- Exercise description: Looking at the entries, how many lines hold the word "from"? State the number by itself.
------ Records shown ------
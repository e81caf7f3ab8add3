//! Error, warning and success codes with their classification metadata
//!
//! Every failure the decoder or the typed model can raise maps to exactly one
//! code here. Metadata is looked up lazily from a process-wide registry.

use std::collections::HashMap;
use std::sync::OnceLock;

/// Code wrapper shared by errors, warnings and success events
#[derive(Debug, Clone, Copy, PartialEq, Eq, Hash)]
pub struct Code(&'static str);

impl Code {
    pub const fn new(code: &'static str) -> Self {
        Self(code)
    }

    pub fn as_str(&self) -> &'static str {
        self.0
    }
}

impl std::fmt::Display for Code {
    fn fmt(&self, f: &mut std::fmt::Formatter<'_>) -> std::fmt::Result {
        write!(f, "{}", self.0)
    }
}

#[derive(Debug, Clone, Copy, PartialEq, Eq, PartialOrd, Ord)]
pub enum Severity {
    Critical = 0,
    High = 1,
    Medium = 2,
    Low = 3,
}

impl Severity {
    pub fn as_str(&self) -> &'static str {
        match self {
            Severity::Critical => "Critical",
            Severity::High => "High",
            Severity::Medium => "Medium",
            Severity::Low => "Low",
        }
    }
}

#[derive(Debug, Clone)]
pub struct ErrorMetadata {
    pub code: &'static str,
    pub category: &'static str,
    pub severity: Severity,
    pub recoverable: bool,
    pub description: &'static str,
    pub recommended_action: &'static str,
}

impl ErrorMetadata {
    pub const fn new(
        code: &'static str,
        category: &'static str,
        severity: Severity,
        recoverable: bool,
        description: &'static str,
        recommended_action: &'static str,
    ) -> Self {
        Self {
            code,
            category,
            severity,
            recoverable,
            description,
            recommended_action,
        }
    }
}

pub mod system {
    use super::Code;

    pub const INTERNAL_ERROR: Code = Code::new("ERR001");
    pub const INITIALIZATION_FAILURE: Code = Code::new("ERR002");
}

pub mod file_processing {
    use super::Code;

    pub const FILE_NOT_FOUND: Code = Code::new("E001");
    pub const FILE_TOO_LARGE: Code = Code::new("E002");
    pub const EMPTY_FILE: Code = Code::new("E003");
    pub const PERMISSION_DENIED: Code = Code::new("E004");
    pub const INVALID_ENCODING: Code = Code::new("E005");
    pub const IO_ERROR: Code = Code::new("E006");
    pub const INVALID_PATH: Code = Code::new("E007");
    pub const UNSUPPORTED_EXTENSION: Code = Code::new("E008");
    pub const TOO_MANY_LINES: Code = Code::new("E009");
}

pub mod lexical {
    use super::Code;

    pub const INVALID_CHARACTER: Code = Code::new("E020");
    pub const INVALID_NUMBER: Code = Code::new("E021");
    pub const WORD_TOO_LONG: Code = Code::new("E022");
    pub const TOO_MANY_TOKENS: Code = Code::new("E023");
    pub const COMMENT_TOO_LONG: Code = Code::new("E024");
}

pub mod syntax {
    use super::Code;

    pub const UNEXPECTED_TOKEN: Code = Code::new("E040");
    pub const UNEXPECTED_END_OF_INPUT: Code = Code::new("E041");
    pub const MISSING_END: Code = Code::new("E042");
    pub const MISSING_QUIT: Code = Code::new("E043");
    pub const MISSING_REQUIRED_DIRECTIVE: Code = Code::new("E044");
    pub const DUPLICATE_DIRECTIVE: Code = Code::new("E045");
    pub const INVALID_CHOICE: Code = Code::new("E046");
    pub const VALUE_OUT_OF_RANGE: Code = Code::new("E047");
    pub const DIRECTIVE_NOT_ALLOWED: Code = Code::new("E048");
    pub const MISSING_SECTION: Code = Code::new("E049");
    pub const TOO_MANY_SECTIONS: Code = Code::new("E050");

    pub const DEPRECATED_KEYWORD: Code = Code::new("W040");
}

pub mod model {
    use super::Code;

    pub const MISSING_KEY: Code = Code::new("E060");
    pub const TYPE_MISMATCH: Code = Code::new("E061");
    pub const OUT_OF_DOMAIN: Code = Code::new("E062");
    pub const VALIDATION_FAILED: Code = Code::new("E063");
    pub const ENCODING_FAILED: Code = Code::new("E064");
}

pub mod success {
    use super::Code;

    pub const SYSTEM_INITIALIZATION_COMPLETED: Code = Code::new("I001");
    pub const FILE_PROCESSING_SUCCESS: Code = Code::new("I010");
    pub const TOKENIZATION_COMPLETE: Code = Code::new("I020");
    pub const DECODE_COMPLETE: Code = Code::new("I040");
    pub const EMIT_COMPLETE: Code = Code::new("I041");
    pub const MODEL_VALIDATION_PASSED: Code = Code::new("I060");
}

static ERROR_REGISTRY: OnceLock<HashMap<&'static str, ErrorMetadata>> = OnceLock::new();

const REGISTRY_ENTRIES: &[ErrorMetadata] = &[
    ErrorMetadata::new(
        "ERR001",
        "System",
        Severity::Critical,
        false,
        "Internal error in the input front end",
        "File a bug report with the offending input",
    ),
    ErrorMetadata::new(
        "ERR002",
        "System",
        Severity::Critical,
        false,
        "Logging or configuration initialization failure",
        "Check APBS_* environment variables",
    ),
    ErrorMetadata::new(
        "E001",
        "FileProcessing",
        Severity::Medium,
        false,
        "Input file not found",
        "Check the file path",
    ),
    ErrorMetadata::new(
        "E002",
        "FileProcessing",
        Severity::High,
        false,
        "Input file exceeds the maximum size",
        "Split the input or raise APBS_MAX_FILE_SIZE within the compile-time cap",
    ),
    ErrorMetadata::new(
        "E003",
        "FileProcessing",
        Severity::Low,
        false,
        "Input file is empty",
        "Provide a READ section and at least one calculation",
    ),
    ErrorMetadata::new(
        "E004",
        "FileProcessing",
        Severity::Medium,
        false,
        "Permission denied while reading input",
        "Check file permissions",
    ),
    ErrorMetadata::new(
        "E005",
        "FileProcessing",
        Severity::Medium,
        false,
        "Input file is not valid UTF-8",
        "Re-save the file as UTF-8 or ASCII",
    ),
    ErrorMetadata::new(
        "E006",
        "FileProcessing",
        Severity::Medium,
        true,
        "I/O error while reading input",
        "Retry the operation",
    ),
    ErrorMetadata::new(
        "E007",
        "FileProcessing",
        Severity::Medium,
        false,
        "Path does not name a regular file",
        "Pass a file rather than a directory",
    ),
    ErrorMetadata::new(
        "E008",
        "FileProcessing",
        Severity::Low,
        true,
        "File extension is not a recognised input format",
        "Use .in for legacy decks, .json or .toml for structured input",
    ),
    ErrorMetadata::new(
        "E009",
        "FileProcessing",
        Severity::High,
        false,
        "Input file has too many lines",
        "Split the input",
    ),
    ErrorMetadata::new(
        "E020",
        "Lexical",
        Severity::High,
        false,
        "Control character in input",
        "Remove non-printable characters",
    ),
    ErrorMetadata::new(
        "E021",
        "Lexical",
        Severity::High,
        false,
        "Malformed numeric literal",
        "Write numbers as 12, -3.5 or 1.0e-6",
    ),
    ErrorMetadata::new(
        "E022",
        "Lexical",
        Severity::High,
        false,
        "Word exceeds the maximum length",
        "Shorten the path or identifier",
    ),
    ErrorMetadata::new(
        "E023",
        "Lexical",
        Severity::High,
        false,
        "Input contains too many tokens",
        "Split the input",
    ),
    ErrorMetadata::new(
        "E024",
        "Lexical",
        Severity::Medium,
        false,
        "Comment exceeds the maximum length",
        "Shorten the comment",
    ),
    ErrorMetadata::new(
        "E040",
        "Syntax",
        Severity::High,
        false,
        "Unrecognized token",
        "Check the keyword against the section grammar",
    ),
    ErrorMetadata::new(
        "E041",
        "Syntax",
        Severity::High,
        false,
        "Input ended in the middle of a directive",
        "Complete the directive",
    ),
    ErrorMetadata::new(
        "E042",
        "Syntax",
        Severity::High,
        false,
        "Section is not terminated by END",
        "Add END after the last directive of the section",
    ),
    ErrorMetadata::new(
        "E043",
        "Syntax",
        Severity::High,
        false,
        "Input is not terminated by QUIT",
        "Add QUIT after the last section",
    ),
    ErrorMetadata::new(
        "E044",
        "Syntax",
        Severity::High,
        false,
        "Required directive missing",
        "Add the missing directive to the section",
    ),
    ErrorMetadata::new(
        "E045",
        "Syntax",
        Severity::High,
        false,
        "Directive may appear only once per section",
        "Remove the duplicate directive",
    ),
    ErrorMetadata::new(
        "E046",
        "Syntax",
        Severity::High,
        false,
        "Value is not one of the accepted choices",
        "Use one of the listed values",
    ),
    ErrorMetadata::new(
        "E047",
        "Syntax",
        Severity::High,
        false,
        "Numeric value outside its allowed range",
        "Use a value inside the documented bounds",
    ),
    ErrorMetadata::new(
        "E048",
        "Syntax",
        Severity::High,
        false,
        "Directive not valid for this calculation type",
        "Remove the directive or change the calculation type",
    ),
    ErrorMetadata::new(
        "E049",
        "Syntax",
        Severity::High,
        false,
        "Required section missing",
        "Provide a READ section and an ELEC or APOLAR section",
    ),
    ErrorMetadata::new(
        "E050",
        "Syntax",
        Severity::High,
        false,
        "Input contains too many sections",
        "Split the input",
    ),
    ErrorMetadata::new(
        "W040",
        "Syntax",
        Severity::Low,
        true,
        "Deprecated keyword replaced by its canonical form",
        "Update the input to use the canonical keyword",
    ),
    ErrorMetadata::new(
        "E060",
        "Model",
        Severity::High,
        false,
        "Required key missing from mapping",
        "Add the key, using null to leave it unset",
    ),
    ErrorMetadata::new(
        "E061",
        "Model",
        Severity::High,
        false,
        "Value has the wrong type",
        "Check the schema for the expected type",
    ),
    ErrorMetadata::new(
        "E062",
        "Model",
        Severity::High,
        false,
        "Value outside its allowed domain",
        "Use a value inside the documented bounds or enumeration",
    ),
    ErrorMetadata::new(
        "E063",
        "Model",
        Severity::High,
        false,
        "Typed record failed validation",
        "Fix every violation listed in the message",
    ),
    ErrorMetadata::new(
        "E064",
        "Model",
        Severity::Medium,
        false,
        "Structured text could not be encoded or decoded",
        "Check JSON or TOML syntax",
    ),
];

fn get_error_registry() -> &'static HashMap<&'static str, ErrorMetadata> {
    ERROR_REGISTRY.get_or_init(|| {
        REGISTRY_ENTRIES
            .iter()
            .map(|metadata| (metadata.code, metadata.clone()))
            .collect()
    })
}

pub fn get_error_metadata(code: &str) -> Option<&'static ErrorMetadata> {
    get_error_registry().get(code)
}

pub fn get_severity(code: &str) -> Severity {
    get_error_registry()
        .get(code)
        .map(|metadata| metadata.severity)
        .unwrap_or(Severity::Medium)
}

pub fn is_recoverable(code: &str) -> bool {
    get_error_registry()
        .get(code)
        .map(|metadata| metadata.recoverable)
        .unwrap_or(true)
}

pub fn get_description(code: &str) -> &'static str {
    get_error_registry()
        .get(code)
        .map(|metadata| metadata.description)
        .unwrap_or("Unknown error")
}

pub fn get_action(code: &str) -> &'static str {
    get_error_registry()
        .get(code)
        .map(|metadata| metadata.recommended_action)
        .unwrap_or("No specific action available")
}

pub fn get_category(code: &str) -> &'static str {
    get_error_registry()
        .get(code)
        .map(|metadata| metadata.category)
        .unwrap_or("Unknown")
}

#[cfg(test)]
mod tests {
    use super::*;

    #[test]
    fn test_every_error_code_is_registered() {
        let codes = [
            system::INTERNAL_ERROR,
            file_processing::FILE_NOT_FOUND,
            file_processing::TOO_MANY_LINES,
            lexical::INVALID_NUMBER,
            syntax::UNEXPECTED_TOKEN,
            syntax::MISSING_END,
            syntax::DUPLICATE_DIRECTIVE,
            syntax::DEPRECATED_KEYWORD,
            model::MISSING_KEY,
            model::VALIDATION_FAILED,
        ];
        for code in codes {
            assert!(
                get_error_metadata(code.as_str()).is_some(),
                "missing metadata for {}",
                code
            );
        }
    }

    #[test]
    fn test_classification_lookup() {
        assert_eq!(get_category("E045"), "Syntax");
        assert_eq!(get_category("E063"), "Model");
        assert_eq!(get_severity("ERR001"), Severity::Critical);
        assert!(is_recoverable("W040"));
        assert_eq!(get_description("nope"), "Unknown error");
    }

    #[test]
    fn test_registry_codes_are_unique() {
        assert_eq!(get_error_registry().len(), REGISTRY_ENTRIES.len());
    }
}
------
- Task output: 2